We flaunt our superpower status with arrogance. We treat UN Security Council members like ingrates who offend our princely dignity by lifting their heads from the carpet. Valuable alliances are split. After war has ended, the United States will have to rebuild much more than the country of Iraq. We will have to rebuild America's image around the globe.

The case this Administration tries to make to justify its fixation with war is tainted by charges of falsified documents and circumstantial evidence. We cannot convince the world of the necessity of this war for one simple reason. This is a war of choice.

There is no credible information to connect Saddam Hussein to 9/11. The twin towers fell because a world-wide terrorist group, Al Qaeda, with cells in over 60 nations, struck at our wealth and our influence by turning our own planes into missiles, one of which would likely have slammed into the dome of this beautiful Capitol except for the brave sacrifice of the passengers on board.

The brutality seen on September 11th and in other terrorist attacks we have witnessed around the globe are the violent and desperate efforts by extremists to stop the daily encroachment of western values upon their cultures. That is what we fight. It is a force not confined to borders. It is a shadowy entity with many faces, many names, and many addresses.

But, this Administration has directed all of the anger, fear, and grief which emerged from the ashes of the twin towers and the twisted metal of the Pentagon towards a tangible villain, one we can see and hate and attack. And villain he is. But, he is the wrong villain. And this is the wrong war. If we attack Saddam Hussein, we will probably drive him from power. But, the zeal of our friends to assist our global war on terrorism may have already taken flight.

The general unease surrounding this war is not just due to "orange alert." There is a pervasive sense of rush and risk and too many questions unanswered.

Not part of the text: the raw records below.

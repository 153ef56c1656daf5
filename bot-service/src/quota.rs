use std::collections::HashMap;

use shared::types::UserId;

/// Per-user completed-submission counter. Monotonic; quota is consumed for
/// the process lifetime, there is no decrement or reset.
pub struct QuotaTracker {
    limit: u32,
    counts: HashMap<UserId, u32>,
}

impl QuotaTracker {
    pub fn new(limit: u32) -> Self {
        Self {
            limit,
            counts: HashMap::new(),
        }
    }

    pub fn limit(&self) -> u32 {
        self.limit
    }

    pub fn count(&self, user_id: UserId) -> u32 {
        self.counts.get(&user_id).copied().unwrap_or(0)
    }

    pub fn has_remaining(&self, user_id: UserId) -> bool {
        self.count(user_id) < self.limit
    }

    /// Increments the stored count and returns the new value.
    pub fn increment(&mut self, user_id: UserId) -> u32 {
        let count = self.counts.entry(user_id).or_insert(0);
        *count += 1;
        *count
    }
}

#[cfg(test)]
mod tests {
    use super::*;

    const USER: UserId = UserId(7);

    #[test]
    fn test_fresh_user_has_remaining() {
        let quota = QuotaTracker::new(2);
        assert_eq!(quota.count(USER), 0);
        assert!(quota.has_remaining(USER));
    }

    #[test]
    fn test_increment_returns_new_value() {
        let mut quota = QuotaTracker::new(2);
        assert_eq!(quota.increment(USER), 1);
        assert_eq!(quota.increment(USER), 2);
        assert_eq!(quota.count(USER), 2);
    }

    #[test]
    fn test_limit_reached() {
        let mut quota = QuotaTracker::new(2);
        quota.increment(USER);
        assert!(quota.has_remaining(USER));
        quota.increment(USER);
        assert!(!quota.has_remaining(USER));
    }

    #[test]
    fn test_users_counted_independently() {
        let mut quota = QuotaTracker::new(2);
        quota.increment(UserId(1));
        quota.increment(UserId(1));
        assert!(!quota.has_remaining(UserId(1)));
        assert!(quota.has_remaining(UserId(2)));
    }
}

How long will we be in Iraq? What will be the cost? What is the ultimate mission? How great is the danger at home? A pall has fallen over the Senate Chamber. We avoid our solemn duty to debate the one topic on the minds of all Americans, even while scores of thousands of our sons and daughters faithfully do their duty in Iraq.

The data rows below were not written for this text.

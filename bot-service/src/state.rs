use shared::errors::{Result, ServiceError};
use shared::types::{RecipientHandle, SenderHandle, Submission};

/// In-progress submission. Fields are filled one per step and stay absent
/// until the matching step succeeds.
#[derive(Debug, Clone, Default, PartialEq)]
pub struct Draft {
    pub sender_alias: Option<String>,
    pub recipient_handle: Option<RecipientHandle>,
    pub recipient_name: Option<String>,
    pub body: Option<String>,
}

impl Draft {
    /// Builds the final submission. The engine only calls this from the
    /// terminal step, after every field has been stored; a missing field
    /// here is a bug, not bad user input.
    pub fn assemble(self, sender_handle: SenderHandle, sequence_number: u32) -> Result<Submission> {
        Ok(Submission {
            sender_alias: require(self.sender_alias, "sender_alias")?,
            sender_handle,
            recipient_handle: require(self.recipient_handle, "recipient_handle")?,
            recipient_name: require(self.recipient_name, "recipient_name")?,
            body: require(self.body, "body")?,
            sequence_number,
        })
    }
}

fn require<T>(field: Option<T>, name: &str) -> Result<T> {
    field.ok_or_else(|| {
        ServiceError::Internal(format!("draft field `{}` missing at assembly", name))
    })
}

/// Per-user dialogue state. Non-idle variants carry the draft accumulated so
/// far. In-memory only; a restart drops every in-flight conversation.
#[derive(Clone, Debug, Default)]
pub enum ConversationState {
    #[default]
    Idle,
    AwaitingSenderAlias {
        draft: Draft,
    },
    AwaitingRecipientHandle {
        draft: Draft,
    },
    AwaitingRecipientName {
        draft: Draft,
    },
    AwaitingBody {
        draft: Draft,
    },
}

#[cfg(test)]
mod tests {
    use super::*;

    fn full_draft() -> Draft {
        Draft {
            sender_alias: Some("Secret Admirer".to_string()),
            recipient_handle: Some(RecipientHandle::Handle("alice".to_string())),
            recipient_name: Some("Alice Smith".to_string()),
            body: Some("You're great!".to_string()),
        }
    }

    #[test]
    fn test_assemble_complete_draft() {
        let submission = full_draft()
            .assemble(SenderHandle::from_username(Some("sender")), 1)
            .unwrap();

        assert_eq!(submission.sender_alias, "Secret Admirer");
        assert_eq!(submission.recipient_name, "Alice Smith");
        assert_eq!(submission.body, "You're great!");
        assert_eq!(submission.sequence_number, 1);
    }

    #[test]
    fn test_assemble_missing_field_is_internal_error() {
        let mut draft = full_draft();
        draft.recipient_name = None;

        let err = draft
            .assemble(SenderHandle::Missing, 1)
            .unwrap_err();

        assert!(matches!(err, ServiceError::Internal(_)));
        assert!(err.to_string().contains("recipient_name"));
    }
}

What is happening to this country? When did we become a nation which ignores and berates our friends? When did we decide to risk undermining international order by adopting a radical and doctrinaire approach to using our awesome military might? How can we abandon diplomatic efforts when the turmoil in the world cries out for diplomacy?

Why can this President not seem to see that America's true power lies not in its will to intimidate, but in its ability to inspire?

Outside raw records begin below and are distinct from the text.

//! Lifecycle coordination
//!
//! The dispatcher turns one notification into a join or a removal and
//! reports a status; the coordinators run the remote steps. Collaborators are
//! trait objects gathered in [`Context`] so tests substitute mocks.

mod dispatcher;
mod join;
mod removal;

use std::sync::Arc;

pub use dispatcher::{EventDispatcher, LifecycleResponse};
pub use join::{JoinCoordinator, JoinOutcome, NodeJoiner};
pub use removal::{NodeRemover, RemovalCoordinator, RemovalOutcome};

#[cfg(test)]
pub use join::MockNodeJoiner;
#[cfg(test)]
pub use removal::MockNodeRemover;

use crate::config::ControllerConfig;
use crate::error::{Step, StepContext, StepError};
use crate::fleet::{FleetClient, LifecycleHooks};
use crate::readiness::ReachabilityProbe;
use crate::remote::{CommandOutput, RemoteExecutor, RemoteTarget};
use crate::secrets::SecretProvider;

/// Shared, read-only state for all invocations
pub struct Context {
    /// Resolved configuration
    pub config: Arc<ControllerConfig>,
    /// Source of SSH credentials
    pub secrets: Arc<dyn SecretProvider>,
    /// Remote command runner
    pub executor: Arc<dyn RemoteExecutor>,
    /// Fleet manager API
    pub fleet: Arc<dyn FleetClient>,
    /// SSH port probe used while waiting for readiness
    pub probe: Arc<dyn ReachabilityProbe>,
    /// Lifecycle-hook completion, when enabled
    pub hooks: Option<Arc<dyn LifecycleHooks>>,
}

impl Context {
    /// Create a context without lifecycle-hook completion
    pub fn new(
        config: Arc<ControllerConfig>,
        secrets: Arc<dyn SecretProvider>,
        executor: Arc<dyn RemoteExecutor>,
        fleet: Arc<dyn FleetClient>,
        probe: Arc<dyn ReachabilityProbe>,
    ) -> Self {
        Self {
            config,
            secrets,
            executor,
            fleet,
            probe,
            hooks: None,
        }
    }

    /// Complete lifecycle actions through `hooks`
    pub fn with_lifecycle_hooks(mut self, hooks: Arc<dyn LifecycleHooks>) -> Self {
        self.hooks = Some(hooks);
        self
    }

    /// Fetch a fresh credential and run one command on `target`
    ///
    /// Nonzero exits come back as `Ok`; callers decide what a failure means.
    pub(crate) async fn run_remote(
        &self,
        step: Step,
        subject: &str,
        target: &RemoteTarget,
        command: &str,
    ) -> Result<CommandOutput, StepError> {
        let credential = self
            .secrets
            .fetch_credential()
            .await
            .at_step(Step::FetchCredential, subject)?;
        self.executor
            .run(target, credential, command)
            .await
            .at_step(step, subject)
    }
}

War appears inevitable. But, I continue to hope that the cloud will lift. Perhaps Saddam will yet turn tail and run. Perhaps reason will somehow still prevail. I along with millions of Americans will pray for the safety of our troops, for the innocent civilians in Iraq, and for the security of our homeland. May God continue to bless the United States of America in the troubled days ahead, and may we somehow recapture the vision which for the present eludes us.


Sen. Robert C. Byrd (D - WV), on March 20, 2003, who just passed away on Monday.